* Entries provided *
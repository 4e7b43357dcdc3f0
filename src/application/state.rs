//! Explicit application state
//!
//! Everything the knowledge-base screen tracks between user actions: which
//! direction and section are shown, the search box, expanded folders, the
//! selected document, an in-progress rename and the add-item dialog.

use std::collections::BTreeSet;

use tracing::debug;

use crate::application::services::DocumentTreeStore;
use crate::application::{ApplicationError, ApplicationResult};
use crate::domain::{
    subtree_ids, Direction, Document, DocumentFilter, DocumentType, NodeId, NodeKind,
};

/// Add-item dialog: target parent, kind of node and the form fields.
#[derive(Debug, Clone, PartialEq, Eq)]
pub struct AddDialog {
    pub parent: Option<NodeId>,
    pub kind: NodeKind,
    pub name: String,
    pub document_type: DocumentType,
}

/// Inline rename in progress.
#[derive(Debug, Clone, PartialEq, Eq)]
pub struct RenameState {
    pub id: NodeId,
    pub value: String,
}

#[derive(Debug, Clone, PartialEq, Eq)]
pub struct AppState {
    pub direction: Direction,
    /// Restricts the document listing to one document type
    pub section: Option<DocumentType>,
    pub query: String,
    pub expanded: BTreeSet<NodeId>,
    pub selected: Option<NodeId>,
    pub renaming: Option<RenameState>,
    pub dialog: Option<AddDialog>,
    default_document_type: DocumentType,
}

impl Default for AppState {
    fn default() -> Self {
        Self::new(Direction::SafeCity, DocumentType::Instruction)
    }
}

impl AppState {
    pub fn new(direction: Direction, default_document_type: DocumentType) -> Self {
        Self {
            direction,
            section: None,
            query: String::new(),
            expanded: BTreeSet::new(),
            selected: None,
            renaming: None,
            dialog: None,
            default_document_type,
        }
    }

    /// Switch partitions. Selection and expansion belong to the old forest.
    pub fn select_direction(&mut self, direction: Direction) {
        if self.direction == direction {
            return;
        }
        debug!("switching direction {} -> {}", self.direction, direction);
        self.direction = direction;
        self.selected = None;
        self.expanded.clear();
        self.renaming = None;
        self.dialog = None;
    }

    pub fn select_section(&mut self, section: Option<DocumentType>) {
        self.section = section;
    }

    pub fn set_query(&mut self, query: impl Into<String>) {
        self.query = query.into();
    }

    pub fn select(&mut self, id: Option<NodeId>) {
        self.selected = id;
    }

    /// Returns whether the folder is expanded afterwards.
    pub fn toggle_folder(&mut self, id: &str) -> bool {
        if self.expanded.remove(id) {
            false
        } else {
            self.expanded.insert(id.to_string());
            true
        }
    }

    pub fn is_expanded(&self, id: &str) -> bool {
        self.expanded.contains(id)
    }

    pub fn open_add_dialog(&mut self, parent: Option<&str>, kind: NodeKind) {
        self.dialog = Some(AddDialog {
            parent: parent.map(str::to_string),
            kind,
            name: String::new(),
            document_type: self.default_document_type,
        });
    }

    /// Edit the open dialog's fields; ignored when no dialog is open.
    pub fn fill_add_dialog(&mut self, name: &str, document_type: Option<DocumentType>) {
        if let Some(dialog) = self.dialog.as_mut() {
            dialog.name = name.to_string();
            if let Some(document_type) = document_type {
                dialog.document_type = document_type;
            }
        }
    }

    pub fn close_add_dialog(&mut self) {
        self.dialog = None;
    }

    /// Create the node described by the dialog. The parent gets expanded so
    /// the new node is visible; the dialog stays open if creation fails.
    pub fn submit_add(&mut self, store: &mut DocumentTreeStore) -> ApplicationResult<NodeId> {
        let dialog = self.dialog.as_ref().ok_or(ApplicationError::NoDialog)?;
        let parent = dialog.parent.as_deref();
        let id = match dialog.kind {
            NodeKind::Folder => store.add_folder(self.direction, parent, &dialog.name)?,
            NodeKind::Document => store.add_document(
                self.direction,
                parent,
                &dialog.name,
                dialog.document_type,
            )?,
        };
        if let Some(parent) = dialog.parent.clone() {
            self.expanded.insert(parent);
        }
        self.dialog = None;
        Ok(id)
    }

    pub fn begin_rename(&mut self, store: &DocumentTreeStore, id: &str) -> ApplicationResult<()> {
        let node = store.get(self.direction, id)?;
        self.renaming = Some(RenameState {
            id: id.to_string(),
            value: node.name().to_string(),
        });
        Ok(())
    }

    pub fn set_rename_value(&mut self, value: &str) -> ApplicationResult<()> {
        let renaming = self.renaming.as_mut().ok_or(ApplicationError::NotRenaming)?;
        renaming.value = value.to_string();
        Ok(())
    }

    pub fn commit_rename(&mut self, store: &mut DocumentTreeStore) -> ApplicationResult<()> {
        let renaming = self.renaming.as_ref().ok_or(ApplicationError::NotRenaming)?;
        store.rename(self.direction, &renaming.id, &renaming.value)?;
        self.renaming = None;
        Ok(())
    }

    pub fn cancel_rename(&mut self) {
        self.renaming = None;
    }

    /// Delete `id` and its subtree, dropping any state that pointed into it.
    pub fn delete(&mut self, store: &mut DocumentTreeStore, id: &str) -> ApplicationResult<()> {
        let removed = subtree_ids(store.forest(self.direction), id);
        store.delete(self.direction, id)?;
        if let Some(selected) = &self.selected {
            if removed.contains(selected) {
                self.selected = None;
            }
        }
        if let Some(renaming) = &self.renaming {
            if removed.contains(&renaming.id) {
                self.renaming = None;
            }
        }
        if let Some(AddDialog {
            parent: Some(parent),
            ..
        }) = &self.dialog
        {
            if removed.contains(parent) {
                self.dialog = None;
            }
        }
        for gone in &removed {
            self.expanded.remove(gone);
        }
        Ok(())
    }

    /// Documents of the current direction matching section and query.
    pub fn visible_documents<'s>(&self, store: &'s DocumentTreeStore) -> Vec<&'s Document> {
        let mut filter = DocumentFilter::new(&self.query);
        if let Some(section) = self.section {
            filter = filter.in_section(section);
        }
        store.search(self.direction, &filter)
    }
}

* Activity *
The answer should be the entries, given again without a single difference.

* Reply *
repository 4e7b43357dcdc3f0
filename src/application/state.rs
//! Explicit application state
//!
//! Everything the knowledge-base screen tracks between user actions: which
//! direction and section are shown, the search box, expanded folders, the
//! selected document, an in-progress rename and the add-item dialog.

use std::collections::BTreeSet;

use tracing::debug;

use crate::application::services::DocumentTreeStore;
use crate::application::{ApplicationError, ApplicationResult};
use crate::domain::{
    subtree_ids, Direction, Document, DocumentFilter, DocumentType, NodeId, NodeKind,
};

/// Add-item dialog: target parent, kind of node and the form fields.
#[derive(Debug, Clone, PartialEq, Eq)]
pub struct AddDialog {
    pub parent: Option<NodeId>,
    pub kind: NodeKind,
    pub name: String,
    pub document_type: DocumentType,
}

/// Inline rename in progress.
#[derive(Debug, Clone, PartialEq, Eq)]
pub struct RenameState {
    pub id: NodeId,
    pub value: String,
}

#[derive(Debug, Clone, PartialEq, Eq)]
pub struct AppState {
    pub direction: Direction,
    /// Restricts the document listing to one document type
    pub section: Option<DocumentType>,
    pub query: String,
    pub expanded: BTreeSet<NodeId>,
    pub selected: Option<NodeId>,
    pub renaming: Option<RenameState>,
    pub dialog: Option<AddDialog>,
    default_document_type: DocumentType,
}

impl Default for AppState {
    fn default() -> Self {
        Self::new(Direction::SafeCity, DocumentType::Instruction)
    }
}

impl AppState {
    pub fn new(direction: Direction, default_document_type: DocumentType) -> Self {
        Self {
            direction,
            section: None,
            query: String::new(),
            expanded: BTreeSet::new(),
            selected: None,
            renaming: None,
            dialog: None,
            default_document_type,
        }
    }

    /// Switch partitions. Selection and expansion belong to the old forest.
    pub fn select_direction(&mut self, direction: Direction) {
        if self.direction == direction {
            return;
        }
        debug!("switching direction {} -> {}", self.direction, direction);
        self.direction = direction;
        self.selected = None;
        self.expanded.clear();
        self.renaming = None;
        self.dialog = None;
    }

    pub fn select_section(&mut self, section: Option<DocumentType>) {
        self.section = section;
    }

    pub fn set_query(&mut self, query: impl Into<String>) {
        self.query = query.into();
    }

    pub fn select(&mut self, id: Option<NodeId>) {
        self.selected = id;
    }

    /// Returns whether the folder is expanded afterwards.
    pub fn toggle_folder(&mut self, id: &str) -> bool {
        if self.expanded.remove(id) {
            false
        } else {
            self.expanded.insert(id.to_string());
            true
        }
    }

    pub fn is_expanded(&self, id: &str) -> bool {
        self.expanded.contains(id)
    }

    pub fn open_add_dialog(&mut self, parent: Option<&str>, kind: NodeKind) {
        self.dialog = Some(AddDialog {
            parent: parent.map(str::to_string),
            kind,
            name: String::new(),
            document_type: self.default_document_type,
        });
    }

    /// Edit the open dialog's fields; ignored when no dialog is open.
    pub fn fill_add_dialog(&mut self, name: &str, document_type: Option<DocumentType>) {
        if let Some(dialog) = self.dialog.as_mut() {
            dialog.name = name.to_string();
            if let Some(document_type) = document_type {
                dialog.document_type = document_type;
            }
        }
    }

    pub fn close_add_dialog(&mut self) {
        self.dialog = None;
    }

    /// Create the node described by the dialog. The parent gets expanded so
    /// the new node is visible; the dialog stays open if creation fails.
    pub fn submit_add(&mut self, store: &mut DocumentTreeStore) -> ApplicationResult<NodeId> {
        let dialog = self.dialog.as_ref().ok_or(ApplicationError::NoDialog)?;
        let parent = dialog.parent.as_deref();
        let id = match dialog.kind {
            NodeKind::Folder => store.add_folder(self.direction, parent, &dialog.name)?,
            NodeKind::Document => store.add_document(
                self.direction,
                parent,
                &dialog.name,
                dialog.document_type,
            )?,
        };
        if let Some(parent) = dialog.parent.clone() {
            self.expanded.insert(parent);
        }
        self.dialog = None;
        Ok(id)
    }

    pub fn begin_rename(&mut self, store: &DocumentTreeStore, id: &str) -> ApplicationResult<()> {
        let node = store.get(self.direction, id)?;
        self.renaming = Some(RenameState {
            id: id.to_string(),
            value: node.name().to_string(),
        });
        Ok(())
    }

    pub fn set_rename_value(&mut self, value: &str) -> ApplicationResult<()> {
        let renaming = self.renaming.as_mut().ok_or(ApplicationError::NotRenaming)?;
        renaming.value = value.to_string();
        Ok(())
    }

    pub fn commit_rename(&mut self, store: &mut DocumentTreeStore) -> ApplicationResult<()> {
        let renaming = self.renaming.as_ref().ok_or(ApplicationError::NotRenaming)?;
        store.rename(self.direction, &renaming.id, &renaming.value)?;
        self.renaming = None;
        Ok(())
    }

    pub fn cancel_rename(&mut self) {
        self.renaming = None;
    }

    /// Delete `id` and its subtree, dropping any state that pointed into it.
    pub fn delete(&mut self, store: &mut DocumentTreeStore, id: &str) -> ApplicationResult<()> {
        let removed = subtree_ids(store.forest(self.direction), id);
        store.delete(self.direction, id)?;
        if let Some(selected) = &self.selected {
            if removed.contains(selected) {
                self.selected = None;
            }
        }
        if let Some(renaming) = &self.renaming {
            if removed.contains(&renaming.id) {
                self.renaming = None;
            }
        }
        if let Some(AddDialog {
            parent: Some(parent),
            ..
        }) = &self.dialog
        {
            if removed.contains(parent) {
                self.dialog = None;
            }
        }
        for gone in &removed {
            self.expanded.remove(gone);
        }
        Ok(())
    }

    /// Documents of the current direction matching section and query.
    pub fn visible_documents<'s>(&self, store: &'s DocumentTreeStore) -> Vec<&'s Document> {
        let mut filter = DocumentFilter::new(&self.query);
        if let Some(section) = self.section {
            filter = filter.in_section(section);
        }
        store.search(self.direction, &filter)
    }
}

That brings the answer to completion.